#### Task instructions
Print the whole listing, unchanged.

#### Available data
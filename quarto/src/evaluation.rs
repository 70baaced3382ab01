//! The heuristic that the search falls back on when it stops looking ahead.
use crate::board::full_line;
use crate::{common_attributes, Board, Piece, BOARD_SIZE};

/// How many attributes all four pieces of a line agree on.
///
/// A line with an empty cell scores 0, no matter how close it is to completion.
pub fn score_line(line: [Option<Piece>; BOARD_SIZE]) -> i32 {
    match full_line(line) {
        Some(pieces) => common_attributes(&pieces).count() as i32,
        None => 0,
    }
}

/// The sum of [`score_line`] over all 10 lines.
pub fn score_board(board: &Board) -> i32 {
    board.lines().map(score_line).sum()
}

#### Your solution
filename quarto/src/evaluation.rs
repository 70baaced3382ab01
//! The heuristic that the search falls back on when it stops looking ahead.
use crate::board::full_line;
use crate::{common_attributes, Board, Piece, BOARD_SIZE};

/// How many attributes all four pieces of a line agree on.
///
/// A line with an empty cell scores 0, no matter how close it is to completion.
pub fn score_line(line: [Option<Piece>; BOARD_SIZE]) -> i32 {
    match full_line(line) {
        Some(pieces) => common_attributes(&pieces).count() as i32,
        None => 0,
    }
}

/// The sum of [`score_line`] over all 10 lines.
pub fn score_board(board: &Board) -> i32 {
    board.lines().map(score_line).sum()
}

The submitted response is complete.